**Task prompt**: Go through the data and copy each line where the word "schedule" shows up.

Provided records START

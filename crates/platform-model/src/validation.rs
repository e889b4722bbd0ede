//! Validation of container specifications.
//!
//! Everything the cluster would reject is caught here, before any object is
//! written, so a bad request never leaves half a container behind.

use crate::container::ContainerSpec;
use crate::error::ModelError;
use crate::pod::{PodConfig, Probe, ProbeCheck, RestartPolicy};
use crate::units::{cpu_millicores, cpu_quantity, memory_mebibytes, memory_quantity};
use crate::workload::{ContainerType, WorkloadConfig};

/// Maximum length of an RFC 1123 label
const MAX_LABEL_LEN: usize = 63;

/// Returns true if `value` is a valid RFC 1123 DNS label.
pub fn is_dns_label(value: &str) -> bool {
    !value.is_empty()
        && value.len() <= MAX_LABEL_LEN
        && value
            .chars()
            .all(|c| c.is_ascii_lowercase() || c.is_ascii_digit() || c == '-')
        && !value.starts_with('-')
        && !value.ends_with('-')
}

impl ContainerSpec {
    /// Validates the container settings.
    ///
    /// # Errors
    /// Returns `ModelError::Invalid` naming the first offending field.
    pub fn validate(&self) -> Result<(), ModelError> {
        if !is_dns_label(&self.iid) {
            return Err(ModelError::invalid("iid", format!("'{}' is not a DNS label", self.iid)));
        }
        if !is_dns_label(&self.slug) {
            return Err(ModelError::invalid("slug", format!("'{}' is not a DNS label", self.slug)));
        }

        let workload_type = self.workload.container_type();
        if workload_type != self.container_type {
            return Err(ModelError::invalid(
                "type",
                format!("type is {} but {} settings were supplied", self.container_type, workload_type),
            ));
        }

        validate_pod_config(&self.pod_config, self.container_type)?;

        for (field, probe) in [
            ("probes.startup", &self.probes.startup),
            ("probes.readiness", &self.probes.readiness),
            ("probes.liveness", &self.probes.liveness),
        ] {
            if let Some(probe) = probe {
                validate_probe(field, probe)?;
            }
        }

        if let Some(storage) = self.storage() {
            memory_quantity("storageConfig.size", storage.size, storage.size_type)?;
            if storage.mount_path.is_empty() || !storage.mount_path.starts_with('/') {
                return Err(ModelError::invalid("storageConfig.mountPath", "must be an absolute path"));
            }
            if storage.access_modes.is_empty() {
                return Err(ModelError::invalid("storageConfig.accessModes", "at least one access mode is required"));
            }
        }

        if self.is_networked() {
            if self.networking.container_port == 0 {
                return Err(ModelError::invalid("networking.containerPort", "must be between 1 and 65535"));
            }
            let tcp_proxy = &self.networking.tcp_proxy;
            if tcp_proxy.enabled && tcp_proxy.public_port.is_none() {
                return Err(ModelError::invalid("networking.tcpProxy.publicPort", "required when the proxy is enabled"));
            }
            let custom_domain = &self.networking.custom_domain;
            if custom_domain.enabled && custom_domain.domain.as_deref().is_none_or(str::is_empty) {
                return Err(ModelError::invalid("networking.customDomain.domain", "required when enabled"));
            }
        }

        match &self.workload {
            WorkloadConfig::Deployment(config) => {
                if config.desired_replicas < 0 {
                    return Err(ModelError::invalid("deploymentConfig.desiredReplicas", "must not be negative"));
                }
                if config.autoscaling_enabled() {
                    if config.min_replicas < 1 {
                        return Err(ModelError::invalid("deploymentConfig.minReplicas", "must be at least 1"));
                    }
                    if config.max_replicas < config.min_replicas {
                        return Err(ModelError::invalid("deploymentConfig.maxReplicas", "must not be below minReplicas"));
                    }
                    if config.cpu_metric.enabled && config.cpu_metric.metric_value <= 0.0 {
                        return Err(ModelError::invalid("deploymentConfig.cpuMetric.metricValue", "must be positive"));
                    }
                    if config.memory_metric.enabled && config.memory_metric.metric_value <= 0.0 {
                        return Err(ModelError::invalid("deploymentConfig.memoryMetric.metricValue", "must be positive"));
                    }
                }
            }
            WorkloadConfig::StatefulSet(config) => {
                if config.desired_replicas < 0 {
                    return Err(ModelError::invalid("statefulSetConfig.desiredReplicas", "must not be negative"));
                }
            }
            WorkloadConfig::CronJob(config) => {
                if config.schedule.split_whitespace().count() != 5 && !config.schedule.starts_with('@') {
                    return Err(ModelError::invalid(
                        "cronJobConfig.schedule",
                        format!("'{}' is not a five field cron expression", config.schedule),
                    ));
                }
            }
        }

        if let Some(repo) = self.connected_repo() {
            if repo.url.is_empty() {
                return Err(ModelError::invalid("repo.url", "required when connected"));
            }
            if repo.branch.is_empty() {
                return Err(ModelError::invalid("repo.branch", "required when connected"));
            }
        }
        if let Some(image) = self.source.registry_image() {
            if image.is_empty() {
                return Err(ModelError::invalid("registry.image", "must not be empty"));
            }
        }

        for (index, variable) in self.variables.iter().enumerate() {
            if variable.name.is_empty() {
                return Err(ModelError::invalid(format!("variables[{}].name", index), "must not be empty"));
            }
        }

        Ok(())
    }
}

fn validate_pod_config(pod: &PodConfig, container_type: ContainerType) -> Result<(), ModelError> {
    cpu_quantity("podConfig.cpuRequest", pod.cpu_request, pod.cpu_request_type)?;
    cpu_quantity("podConfig.cpuLimit", pod.cpu_limit, pod.cpu_limit_type)?;
    memory_quantity("podConfig.memoryRequest", pod.memory_request, pod.memory_request_type)?;
    memory_quantity("podConfig.memoryLimit", pod.memory_limit, pod.memory_limit_type)?;

    if cpu_millicores(pod.cpu_limit, pod.cpu_limit_type) < cpu_millicores(pod.cpu_request, pod.cpu_request_type) {
        return Err(ModelError::invalid("podConfig.cpuLimit", "must not be below the request"));
    }
    if memory_mebibytes(pod.memory_limit, pod.memory_limit_type)
        < memory_mebibytes(pod.memory_request, pod.memory_request_type)
    {
        return Err(ModelError::invalid("podConfig.memoryLimit", "must not be below the request"));
    }

    let restart_ok = match container_type {
        ContainerType::Deployment | ContainerType::StatefulSet => pod.restart_policy == RestartPolicy::Always,
        ContainerType::CronJob => pod.restart_policy != RestartPolicy::Always,
    };
    if !restart_ok {
        return Err(ModelError::invalid(
            "podConfig.restartPolicy",
            format!("{} is not allowed for a {}", pod.restart_policy.as_str(), container_type),
        ));
    }
    Ok(())
}

fn validate_probe(field: &str, probe: &Probe) -> Result<(), ModelError> {
    if !probe.enabled {
        return Ok(());
    }
    match &probe.check {
        ProbeCheck::Exec { command } if command.is_empty() => {
            Err(ModelError::invalid(format!("{}.exec.command", field), "must not be empty"))
        }
        ProbeCheck::HttpGet { port, .. } | ProbeCheck::TcpSocket { port } if *port == 0 => {
            Err(ModelError::invalid(format!("{}.port", field), "must be between 1 and 65535"))
        }
        _ => Ok(()),
    }
}
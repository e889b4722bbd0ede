//! Ingress reconcilers
//!
//! `IngressReconciler` manages the cluster-domain exposure, either by path
//! on the shared host or by per-container subdomain. The two strategies are
//! separate objects; switching deletes one and creates the other.
//! `CustomDomainReconciler` manages the single user-supplied domain.
//!
//! Both take the container `iid` as `name` and derive object names from it.

use super::{adopt_metadata, ResourceReconciler};
use crate::cluster::{create_typed, delete_if_exists, get_typed, replace_typed, ClusterApi, ResourceKind};
use crate::error::ReconcileError;
use crate::manifest::{names, Definition};
use k8s_openapi::api::networking::v1::{
    HTTPIngressPath, HTTPIngressRuleValue, Ingress, IngressBackend, IngressRule, IngressServiceBackend, IngressSpec,
    IngressTLS, ServiceBackendPort,
};
use platform_model::IngressType;
use std::collections::BTreeMap;
use std::sync::Arc;
use tracing::{debug, info};

pub const REWRITE_TARGET_ANNOTATION: &str = "nginx.ingress.kubernetes.io/rewrite-target";
pub const USE_REGEX_ANNOTATION: &str = "nginx.ingress.kubernetes.io/use-regex";
pub const CLUSTER_ISSUER_ANNOTATION: &str = "cert-manager.io/cluster-issuer";

fn backend(def: &Definition<'_>) -> IngressBackend {
    IngressBackend {
        service: Some(IngressServiceBackend {
            name: names::primary(def.iid()),
            port: Some(ServiceBackendPort {
                number: Some(i32::from(def.container.networking.container_port)),
                name: None,
            }),
        }),
        resource: None,
    }
}

fn rule(host: Option<String>, path: String, path_type: &str, backend: IngressBackend) -> IngressRule {
    IngressRule {
        host,
        http: Some(HTTPIngressRuleValue {
            paths: vec![HTTPIngressPath {
                path: Some(path),
                path_type: path_type.to_string(),
                backend,
            }],
        }),
    }
}

fn ingress(def: &Definition<'_>, name: &str, annotations: BTreeMap<String, String>, spec: IngressSpec) -> Ingress {
    let mut metadata = def.metadata(name);
    if !annotations.is_empty() {
        metadata.annotations = Some(annotations);
    }
    Ingress {
        metadata,
        spec: Some(IngressSpec {
            ingress_class_name: Some(def.config.ingress_class.clone()),
            ..spec
        }),
        status: None,
    }
}

/// Path strategy: `/<iid>(/|$)(.*)` on the shared host, rewritten to `/$2`
pub fn render_path(def: &Definition<'_>) -> Ingress {
    let iid = def.iid();
    let annotations = BTreeMap::from([
        (REWRITE_TARGET_ANNOTATION.to_string(), "/$2".to_string()),
        (USE_REGEX_ANNOTATION.to_string(), "true".to_string()),
    ]);
    let host = def.config.primary_domain().map(str::to_string);
    ingress(
        def,
        &names::path_ingress(iid),
        annotations,
        IngressSpec {
            rules: Some(vec![rule(
                host,
                format!("/{}(/|$)(.*)", iid),
                "ImplementationSpecific",
                backend(def),
            )]),
            ..Default::default()
        },
    )
}

/// Subdomain strategy: `<iid>.<domain>` for every cluster domain
pub fn render_subdomain(def: &Definition<'_>) -> Result<Ingress, ReconcileError> {
    let iid = def.iid();
    if def.config.cluster_domains.is_empty() {
        return Err(ReconcileError::Validation(format!(
            "subdomain ingress for {} needs at least one cluster domain",
            iid
        )));
    }
    let rules = def
        .config
        .cluster_domains
        .iter()
        .map(|domain| rule(Some(format!("{}.{}", iid, domain)), "/".to_string(), "Prefix", backend(def)))
        .collect();
    Ok(ingress(
        def,
        &names::subdomain_ingress(iid),
        BTreeMap::new(),
        IngressSpec {
            rules: Some(rules),
            ..Default::default()
        },
    ))
}

/// Custom domain object; TLS through cert-manager when an issuer is configured
pub fn render_custom_domain(def: &Definition<'_>, domain: &str) -> Ingress {
    let iid = def.iid();
    let mut annotations = BTreeMap::new();
    let tls = def.config.cert_issuer.as_ref().map(|issuer| {
        annotations.insert(CLUSTER_ISSUER_ANNOTATION.to_string(), issuer.clone());
        vec![IngressTLS {
            hosts: Some(vec![domain.to_string()]),
            secret_name: Some(names::custom_domain_tls(iid)),
        }]
    });
    ingress(
        def,
        &names::custom_domain_ingress(iid),
        annotations,
        IngressSpec {
            rules: Some(vec![rule(Some(domain.to_string()), "/".to_string(), "Prefix", backend(def))]),
            tls,
            ..Default::default()
        },
    )
}

/// Create, or replace the live spec keeping its identity
async fn upsert(cluster: &dyn ClusterApi, namespace: &str, desired: Ingress) -> Result<(), ReconcileError> {
    let name = desired.metadata.name.clone().unwrap_or_default();
    let live: Option<Ingress> = get_typed(cluster, ResourceKind::Ingress, namespace, &name).await?;
    match live {
        Some(live) => {
            let merged = Ingress {
                metadata: adopt_metadata(live.metadata, desired.metadata),
                spec: desired.spec,
                status: None,
            };
            replace_typed(cluster, ResourceKind::Ingress, namespace, &name, &merged).await?;
        }
        None => {
            info!("Creating Ingress {}/{}", namespace, name);
            create_typed(cluster, ResourceKind::Ingress, namespace, &desired).await?;
        }
    }
    Ok(())
}

async fn remove(cluster: &dyn ClusterApi, namespace: &str, name: &str) -> Result<(), ReconcileError> {
    if delete_if_exists(cluster, ResourceKind::Ingress, namespace, name).await? {
        info!("Deleted Ingress {}/{}", namespace, name);
    }
    Ok(())
}

#[derive(Debug, Clone)]
pub struct IngressReconciler {
    cluster: Arc<dyn ClusterApi>,
}

impl IngressReconciler {
    pub fn new(cluster: Arc<dyn ClusterApi>) -> Self {
        Self { cluster }
    }

    /// Rendered object for the active strategy and the name of the other one
    fn strategy(def: &Definition<'_>) -> Result<(Ingress, String), ReconcileError> {
        let iid = def.iid();
        match def.container.networking.ingress.ingress_type {
            IngressType::Path => Ok((render_path(def), names::subdomain_ingress(iid))),
            IngressType::Subdomain => Ok((render_subdomain(def)?, names::path_ingress(iid))),
        }
    }

    fn enabled(def: &Definition<'_>) -> bool {
        def.container.is_networked() && def.container.networking.ingress.enabled
    }
}

#[async_trait::async_trait]
impl ResourceReconciler for IngressReconciler {
    fn kind(&self) -> ResourceKind {
        ResourceKind::Ingress
    }

    async fn create(&self, def: &Definition<'_>, _name: &str, namespace: &str) -> Result<(), ReconcileError> {
        if !Self::enabled(def) {
            return Ok(());
        }
        let (desired, _) = Self::strategy(def)?;
        info!(
            "Creating {} Ingress {}/{}",
            def.container.networking.ingress.ingress_type.as_str(),
            namespace,
            desired.metadata.name.as_deref().unwrap_or_default()
        );
        create_typed(self.cluster.as_ref(), ResourceKind::Ingress, namespace, &desired).await?;
        Ok(())
    }

    async fn update(&self, def: &Definition<'_>, name: &str, namespace: &str) -> Result<(), ReconcileError> {
        info!("Reconciling Ingress for {}/{}", namespace, name);
        if !Self::enabled(def) {
            debug!("Ingress disabled for {}/{}", namespace, name);
            return self.delete(name, namespace).await;
        }
        let (desired, other) = Self::strategy(def)?;
        remove(self.cluster.as_ref(), namespace, &other).await?;
        upsert(self.cluster.as_ref(), namespace, desired).await
    }

    async fn delete(&self, name: &str, namespace: &str) -> Result<(), ReconcileError> {
        remove(self.cluster.as_ref(), namespace, &names::path_ingress(name)).await?;
        remove(self.cluster.as_ref(), namespace, &names::subdomain_ingress(name)).await
    }
}

#[derive(Debug, Clone)]
pub struct CustomDomainReconciler {
    cluster: Arc<dyn ClusterApi>,
}

impl CustomDomainReconciler {
    pub fn new(cluster: Arc<dyn ClusterApi>) -> Self {
        Self { cluster }
    }

    fn domain<'a>(def: &Definition<'a>) -> Option<&'a str> {
        let custom = &def.container.networking.custom_domain;
        if !def.container.is_networked() || !custom.enabled {
            return None;
        }
        custom.domain.as_deref().filter(|d| !d.is_empty())
    }
}

#[async_trait::async_trait]
impl ResourceReconciler for CustomDomainReconciler {
    fn kind(&self) -> ResourceKind {
        ResourceKind::Ingress
    }

    async fn create(&self, def: &Definition<'_>, name: &str, namespace: &str) -> Result<(), ReconcileError> {
        let Some(domain) = Self::domain(def) else {
            return Ok(());
        };
        info!("Creating custom domain Ingress {}/{} for {}", namespace, name, domain);
        let desired = render_custom_domain(def, domain);
        create_typed(self.cluster.as_ref(), ResourceKind::Ingress, namespace, &desired).await?;
        Ok(())
    }

    async fn update(&self, def: &Definition<'_>, name: &str, namespace: &str) -> Result<(), ReconcileError> {
        info!("Reconciling custom domain for {}/{}", namespace, name);
        match Self::domain(def) {
            Some(domain) => upsert(self.cluster.as_ref(), namespace, render_custom_domain(def, domain)).await,
            None => self.delete(name, namespace).await,
        }
    }

    async fn delete(&self, name: &str, namespace: &str) -> Result<(), ReconcileError> {
        remove(self.cluster.as_ref(), namespace, &names::custom_domain_ingress(name)).await
    }
}
//! Common utilities for git provider API clients
//!
//! Provides the authenticated HTTP wrapper shared by all providers.

pub mod repository;

use crate::error::GitProviderError;
use reqwest::header::{HeaderMap, HeaderValue, ACCEPT, USER_AGENT};
use reqwest::{Client, StatusCode};
use serde::Deserialize;
use std::time::Duration;
use tracing::debug;

/// User agent sent to every provider (GitHub rejects requests without one)
const KEEL_USER_AGENT: &str = "keel-container-reconciler";

/// HTTP client wrapper with bearer authentication
#[derive(Debug, Clone)]
pub struct HttpClient {
    client: Client,
    base_url: String,
    token: String,
}

impl HttpClient {
    /// Create a new HTTP client wrapper
    ///
    /// # Arguments
    /// * `base_url` - API base URL (e.g., "https://api.github.com")
    /// * `token` - Bearer token
    /// * `headers` - Provider specific default headers
    pub fn new(base_url: &str, token: &str, mut headers: HeaderMap) -> Result<Self, GitProviderError> {
        headers.insert(USER_AGENT, HeaderValue::from_static(KEEL_USER_AGENT));
        headers
            .entry(ACCEPT)
            .or_insert(HeaderValue::from_static("application/json"));

        let client = Client::builder()
            .timeout(Duration::from_secs(30))
            .default_headers(headers)
            .build()
            .map_err(GitProviderError::Http)?;

        Ok(Self {
            client,
            base_url: base_url.trim_end_matches('/').to_string(),
            token: token.to_string(),
        })
    }

    /// Get the base URL
    pub fn base_url(&self) -> &str {
        &self.base_url
    }

    /// Build a full URL from a path
    pub fn build_url(&self, path: &str) -> String {
        if path.starts_with("http") {
            path.to_string()
        } else {
            format!("{}{}", self.base_url, path)
        }
    }

    /// Get authorization header value
    pub fn auth_header(&self) -> String {
        format!("Bearer {}", self.token)
    }

    /// Make a POST request
    pub async fn post<T: for<'de> Deserialize<'de>>(
        &self,
        path: &str,
        body: &serde_json::Value,
    ) -> Result<T, GitProviderError> {
        let url = self.build_url(path);
        debug!("POST {}", url);

        let response = self.client
            .post(&url)
            .header("Authorization", self.auth_header())
            .json(body)
            .send()
            .await
            .map_err(GitProviderError::Http)?;

        let status = response.status();
        if !status.is_success() {
            let body_text = response.text().await.unwrap_or_default();
            return Err(Self::status_error("POST", path, status, body_text));
        }

        let response_text = response.text().await?;
        serde_json::from_str(&response_text).map_err(|e| {
            GitProviderError::Api(format!(
                "error decoding response body: {} - Response (first 500 chars): {}",
                e,
                response_text.chars().take(500).collect::<String>()
            ))
        })
    }

    /// Make a DELETE request
    pub async fn delete(&self, path: &str) -> Result<(), GitProviderError> {
        let url = self.build_url(path);
        debug!("DELETE {}", url);

        let response = self.client
            .delete(&url)
            .header("Authorization", self.auth_header())
            .send()
            .await
            .map_err(GitProviderError::Http)?;

        let status = response.status();
        if !status.is_success() {
            let body = response.text().await.unwrap_or_default();
            return Err(Self::status_error("DELETE", path, status, body));
        }

        Ok(())
    }

    fn status_error(method: &str, path: &str, status: StatusCode, body: String) -> GitProviderError {
        match status {
            StatusCode::NOT_FOUND => GitProviderError::NotFound(format!("{} {} - {}", method, path, body)),
            StatusCode::UNAUTHORIZED | StatusCode::FORBIDDEN => {
                GitProviderError::Authentication(format!("{} {} failed: {} - {}", method, path, status, body))
            }
            _ => GitProviderError::Api(format!("{} {} failed: {} - {}", method, path, status, body)),
        }
    }
}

Provided records END

**Finished exercise**:
                if config.schedule.split_whitespace().count() != 5 && !config.schedule.starts_with('@') {
                        "cronJobConfig.schedule",
                        format!("'{}' is not a five field cron expression", config.schedule),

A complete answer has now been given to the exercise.